Flynn said in January 2014 that Snowden’s disclosures have caused “grave damage to our national security.” He added that “the greatest cost” of his disclosures will be “the cost in human lives on tomorrow’s battlefield or in someplace where we will put our military forces…when we ask them to go into harm’s way.”

It appears that the information stolen by Snowden has contributed significantly to the advances of the enemies and adversaries of the United States. Since his defection, Russia conducted a surprise invasion of Ukraine; Communist China mounted a series of cyber warfare attacks; and ISIS has gained ground in the Middle East and around the world. The bloody terrorist assaults in Paris and San Bernardino were carried out by plotters who clearly benefitted from Snowden’s revelations and were careful to plan their attacks using encrypted communications apps, such as Telegram, which was developed by a Russian, Pavel Durov.

RT has consistently portrayed Snowden as a whistleblower, and ran what was apparently intended as a humorous promotional ad in connection with the 10th anniversary celebration. It imagined that the NSA defector would return to the U.S. and be elected U.S. president. The ad shows an elderly Barack Obama in the year 2035 complaining about RT’s “propaganda.”

Snowden apparently wasn’t at the RT celebration, but former Russia Today TV star, Julian Assange, appeared via videotape from the Ecuadorian embassy in London. He was interviewed by the well-known American “progressive” commentator, Thom Hartmann, who is paid by Moscow to host an RT show that appeals to liberals and left-wingers. Incredibly, the issue being discussed was the “right to privacy”—a right that doesn’t exist in Russia itself. Assange was the recipient of massive leaks from former U.S. Army analyst Bradley Manning, who is becoming a woman named Chelsea while serving a prison term for espionage.

Obama’s Support for Terrorism

One issue raised in RT’s interview of Flynn was a heavily-censored 2012 DIA memo that has been interpreted by many as confirmation that the U.S. and some of its allies had armed the terrorist groups in the Middle East that eventually became ISIS. According to the memo, these groups were seen as effective in countering the Russia/Iran/Syria axis in the area. The memo also described China as backing the Syrian regime.

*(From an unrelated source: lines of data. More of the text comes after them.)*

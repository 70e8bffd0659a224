//! Viewer shell: open/close lifecycle, load state, page navigation.
//!
//! DESIGN
//! ======
//! The shell composes the [`InteractionController`] with an external
//! [`RenderCapability`] that decodes and rasterizes pages. Loading is
//! fire-and-forget: the shell hands the renderer a [`LoadTicket`] and the host
//! reports completion through [`ViewerEvent`]s carrying that ticket. Closing
//! bumps the generation, so callbacks from a load started before the close
//! arrive with a stale ticket and are dropped. There is no cancellation.
//!
//! The fit is computed when the first page render reports its size and on
//! every container resize. Navigating pages re-renders but never refits, so a
//! document whose pages differ in size keeps the first page's fit until the
//! next resize.

#[cfg(test)]
#[path = "shell_test.rs"]
mod shell_test;

use serde::{Deserialize, Serialize};

use crate::controller::{Action, InteractionController};
use crate::input::{Button, InteractionMode, Key, Modifiers, WheelDelta};
use crate::pages::PageCursor;
use crate::viewport::{Point, Size, ViewportState};

// =============================================================================
// LOAD STATE
// =============================================================================

/// Document load lifecycle.
#[derive(Debug, Clone, PartialEq, Eq, Serialize, Deserialize)]
#[serde(tag = "state", content = "message", rename_all = "snake_case")]
pub enum LoadState {
    /// Waiting for the renderer; the page is mounted but hidden.
    Loading,
    /// First page rendered and measured.
    Ready,
    /// Load failed. Terminal until the viewer is reopened.
    Error(String),
}

/// A document failed to fetch or decode.
#[derive(Debug, Clone, PartialEq, Eq, thiserror::Error)]
#[error("failed to load document: {0}")]
pub struct LoadError(pub String);

/// Identifies one load generation. Callbacks carrying an older ticket are ignored.
#[derive(Debug, Clone, Copy, PartialEq, Eq, Hash, Serialize, Deserialize)]
pub struct LoadTicket(pub u64);

// =============================================================================
// RENDER CAPABILITY
// =============================================================================

/// External page renderer.
///
/// Both calls start asynchronous work; results come back as
/// [`ViewerEvent::DocumentLoaded`], [`ViewerEvent::PageRendered`] or
/// [`ViewerEvent::LoadFailed`] tagged with the same ticket.
pub trait RenderCapability {
    /// Begin fetching and decoding the document at `file_url`.
    fn load(&mut self, file_url: &str, ticket: LoadTicket);

    /// Render the page at zero-based `page_index` and report its intrinsic size.
    fn render_page(&mut self, page_index: u32, ticket: LoadTicket);
}

// =============================================================================
// EVENTS / PROPS / VIEW
// =============================================================================

/// Widget props supplied by the page shell.
#[derive(Debug, Clone, PartialEq, Eq, Default, Serialize, Deserialize)]
pub struct ViewerProps {
    pub is_open: bool,
    pub file_url: String,
}

/// Every host callback, funnelled through [`ViewerShell::dispatch`].
#[derive(Debug, Clone)]
pub enum ViewerEvent {
    Open { file_url: String },
    Close,
    RequestClose,
    DocumentLoaded { ticket: LoadTicket, page_count: u32 },
    PageRendered { ticket: LoadTicket, page_index: u32, size: Size },
    LoadFailed { ticket: LoadTicket, message: String },
    ContainerResized(Size),
    PointerDown { at: Point, button: Button },
    PointerMove { at: Point },
    PointerUp { at: Point, button: Button },
    PointerLeave,
    Wheel { at: Point, delta: WheelDelta, modifiers: Modifiers },
    KeyDown { key: Key, modifiers: Modifiers },
    ZoomIn,
    ZoomOut,
    Reset,
    SetMode(InteractionMode),
    PreviousPage,
    NextPage,
    GoToPage(u32),
}

/// Snapshot of everything the host's chrome renders.
#[derive(Debug, Clone, PartialEq, Serialize)]
pub struct ViewerView {
    pub is_open: bool,
    pub load_state: LoadState,
    pub page: PageCursor,
    pub page_label: String,
    pub zoom_percent: i64,
    pub mode: InteractionMode,
    pub cursor: &'static str,
    pub transform_css: String,
    /// False while loading: the page stays mounted so it can be measured.
    pub content_visible: bool,
}

// =============================================================================
// SHELL
// =============================================================================

/// One viewer instance.
pub struct ViewerShell<R> {
    renderer: R,
    controller: InteractionController,
    pages: PageCursor,
    load_state: LoadState,
    file_url: Option<String>,
    generation: u64,
    measured: bool,
}

impl<R: RenderCapability> ViewerShell<R> {
    /// A closed viewer backed by `renderer`.
    pub fn new(renderer: R) -> Self {
        Self {
            renderer,
            controller: InteractionController::new(),
            pages: PageCursor::default(),
            load_state: LoadState::Loading,
            file_url: None,
            generation: 0,
            measured: false,
        }
    }

    // --- Lifecycle ---

    /// Reconcile with new props: opening, reopening on a new URL, or closing.
    pub fn set_props(&mut self, props: &ViewerProps) -> Vec<Action> {
        let same_url = self.file_url.as_deref() == Some(props.file_url.as_str());
        match (props.is_open, self.is_open()) {
            (true, true) if same_url => Vec::new(),
            (true, _) => self.open(&props.file_url),
            (false, true) => self.close(),
            (false, false) => Vec::new(),
        }
    }

    /// Reset everything and start loading `file_url`.
    pub fn open(&mut self, file_url: &str) -> Vec<Action> {
        self.reset_state();
        self.file_url = Some(file_url.to_owned());
        let ticket = self.ticket();
        tracing::debug!(ticket = ticket.0, file_url, "viewer opened");
        self.renderer.load(file_url, ticket);
        vec![
            Action::LoadStateChanged(LoadState::Loading),
            Action::PageChanged(self.pages),
            Action::TransformChanged(self.controller.transform()),
            Action::SetCursor(self.controller.cursor()),
        ]
    }

    /// Close and reset. A load still in flight finishes into a stale ticket.
    pub fn close(&mut self) -> Vec<Action> {
        if self.file_url.is_none() {
            return Vec::new();
        }
        tracing::debug!(ticket = self.generation, "viewer closed");
        self.reset_state();
        vec![Action::TransformChanged(self.controller.transform())]
    }

    fn reset_state(&mut self) {
        self.generation += 1;
        let padding = self.controller.padding;
        let container = self.controller.container;
        self.controller = InteractionController::with_padding(padding);
        self.controller.container = container;
        self.pages = PageCursor::default();
        self.load_state = LoadState::Loading;
        self.file_url = None;
        self.measured = false;
    }

    // --- Renderer callbacks ---

    pub fn on_document_loaded(&mut self, ticket: LoadTicket, page_count: u32) -> Vec<Action> {
        if !self.accepts(ticket) {
            return Vec::new();
        }
        self.pages.set_total(page_count);
        tracing::debug!(page_count, "document loaded");
        if self.pages.total == 0 {
            let err = LoadError("document has no pages".to_owned());
            tracing::warn!(error = %err, "nothing to render");
            self.load_state = LoadState::Error(err.0);
            return vec![Action::PageChanged(self.pages), Action::LoadStateChanged(self.load_state.clone())];
        }
        self.renderer.render_page(self.pages.index(), ticket);
        vec![Action::PageChanged(self.pages)]
    }

    pub fn on_page_rendered(&mut self, ticket: LoadTicket, page_index: u32, size: Size) -> Vec<Action> {
        if !self.accepts(ticket) {
            return Vec::new();
        }
        if page_index != self.pages.index() {
            tracing::debug!(page_index, current = self.pages.index(), "dropping render of a page no longer shown");
            return Vec::new();
        }
        if !size.is_measured() {
            tracing::warn!(page_index, "page rendered without a measurable size");
            return Vec::new();
        }
        if self.measured {
            self.controller.update_content_size(size);
            return Vec::new();
        }

        self.measured = true;
        let mut actions = Vec::new();
        if self.load_state == LoadState::Loading {
            self.load_state = LoadState::Ready;
            actions.push(Action::LoadStateChanged(LoadState::Ready));
        }
        actions.extend(self.controller.set_content_size(size));
        actions
    }

    pub fn on_load_error(&mut self, ticket: LoadTicket, message: &str) -> Vec<Action> {
        if !self.accepts(ticket) {
            return Vec::new();
        }
        let err = LoadError(message.to_owned());
        tracing::warn!(error = %err, "document load failed");
        self.load_state = LoadState::Error(err.0);
        vec![Action::LoadStateChanged(self.load_state.clone())]
    }

    fn accepts(&self, ticket: LoadTicket) -> bool {
        if self.file_url.is_none() || ticket != self.ticket() {
            tracing::debug!(ticket = ticket.0, current = self.generation, "ignoring stale renderer callback");
            return false;
        }
        !self.is_failed()
    }

    fn ticket(&self) -> LoadTicket {
        LoadTicket(self.generation)
    }

    // --- Layout ---

    /// Container resized. Safe to call repeatedly with the same size.
    pub fn on_container_resize(&mut self, size: Size) -> Vec<Action> {
        if self.file_url.is_none() {
            self.controller.container = size;
            return Vec::new();
        }
        self.controller.set_container_size(size)
    }

    // --- Navigation ---

    pub fn previous_page(&mut self) -> Vec<Action> {
        if self.is_failed() {
            return Vec::new();
        }
        let moved = self.pages.previous();
        self.after_navigation(moved)
    }

    pub fn next_page(&mut self) -> Vec<Action> {
        if self.is_failed() {
            return Vec::new();
        }
        let moved = self.pages.next();
        self.after_navigation(moved)
    }

    pub fn go_to_page(&mut self, page: u32) -> Vec<Action> {
        if self.is_failed() {
            return Vec::new();
        }
        let moved = self.pages.go_to(page);
        self.after_navigation(moved)
    }

    /// The inline error replaces the page; there is nothing to navigate.
    fn is_failed(&self) -> bool {
        matches!(self.load_state, LoadState::Error(_))
    }

    fn after_navigation(&mut self, moved: bool) -> Vec<Action> {
        if !moved {
            return Vec::new();
        }
        self.renderer.render_page(self.pages.index(), self.ticket());
        vec![Action::PageChanged(self.pages)]
    }

    // --- Dispatch ---

    /// Single transition function for every host callback.
    pub fn dispatch(&mut self, event: ViewerEvent) -> Vec<Action> {
        match event {
            ViewerEvent::Open { file_url } => return self.open(&file_url),
            ViewerEvent::Close => return self.close(),
            ViewerEvent::ContainerResized(size) => return self.on_container_resize(size),
            _ => {}
        }
        if self.file_url.is_none() {
            return Vec::new();
        }

        match event {
            ViewerEvent::RequestClose => vec![Action::CloseRequested],
            ViewerEvent::DocumentLoaded { ticket, page_count } => self.on_document_loaded(ticket, page_count),
            ViewerEvent::PageRendered { ticket, page_index, size } => self.on_page_rendered(ticket, page_index, size),
            ViewerEvent::LoadFailed { ticket, message } => self.on_load_error(ticket, &message),
            ViewerEvent::PointerDown { at, button } => self.controller.on_pointer_down(at, button),
            ViewerEvent::PointerMove { at } => self.controller.on_pointer_move(at),
            ViewerEvent::PointerUp { at, button } => self.controller.on_pointer_up(at, button),
            ViewerEvent::PointerLeave => self.controller.on_pointer_leave(),
            ViewerEvent::Wheel { at, delta, modifiers } => self.controller.on_wheel(at, delta, modifiers),
            ViewerEvent::KeyDown { key, modifiers } => self.on_key_down(&key, modifiers),
            ViewerEvent::ZoomIn => self.controller.zoom_in(),
            ViewerEvent::ZoomOut => self.controller.zoom_out(),
            ViewerEvent::Reset => self.controller.reset(),
            ViewerEvent::SetMode(mode) => self.controller.set_mode(mode),
            ViewerEvent::PreviousPage => self.previous_page(),
            ViewerEvent::NextPage => self.next_page(),
            ViewerEvent::GoToPage(page) => self.go_to_page(page),
            ViewerEvent::Open { .. } | ViewerEvent::Close | ViewerEvent::ContainerResized(_) => Vec::new(),
        }
    }

    fn on_key_down(&mut self, key: &Key, modifiers: Modifiers) -> Vec<Action> {
        match key.0.as_str() {
            "Escape" => vec![Action::CloseRequested],
            "ArrowLeft" | "PageUp" => self.previous_page(),
            "ArrowRight" | "PageDown" => self.next_page(),
            _ => self.controller.on_key_down(key, modifiers),
        }
    }

    // --- Queries ---

    #[must_use]
    pub fn is_open(&self) -> bool {
        self.file_url.is_some()
    }

    #[must_use]
    pub fn load_state(&self) -> &LoadState {
        &self.load_state
    }

    #[must_use]
    pub fn pages(&self) -> PageCursor {
        self.pages
    }

    #[must_use]
    pub fn viewport(&self) -> ViewportState {
        self.controller.viewport
    }

    #[must_use]
    pub fn controller(&self) -> &InteractionController {
        &self.controller
    }

    #[must_use]
    pub fn renderer(&self) -> &R {
        &self.renderer
    }

    /// Chrome snapshot for the host.
    #[must_use]
    #[allow(clippy::cast_possible_truncation)]
    pub fn view(&self) -> ViewerView {
        let viewport = self.controller.viewport;
        ViewerView {
            is_open: self.is_open(),
            load_state: self.load_state.clone(),
            page: self.pages,
            page_label: self.pages.label(),
            zoom_percent: viewport.zoom_percent().round() as i64,
            mode: self.controller.mode,
            cursor: self.controller.cursor(),
            transform_css: viewport.transform().css(),
            content_visible: self.load_state == LoadState::Ready,
        }
    }

    /// The view serialized as JSON for a JS host.
    ///
    /// # Errors
    ///
    /// Returns the serializer error if the view cannot be encoded.
    pub fn view_json(&self) -> Result<String, serde_json::Error> {
        serde_json::to_string(&self.view())
    }
}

Flynn’s criticism of this policy since he left the DIA has been made in different venues, including in interviews with Al Jazeera and Der Spiegel. As Flynn has correctly indicated, it is apparent that Obama’s policy in the Middle East has been a disaster. The Benghazi terrorist attacks in Libya, which cost the lives of four Americans, came to pass after the U.S. “switched sides in the war on terror,” as areport from the Citizens’ Commission on Benghazi has demonstrated. But just as the Obama administration must be held accountable for arming terrorists, so too must the role of the Putin regime in fostering terrorism be exposed.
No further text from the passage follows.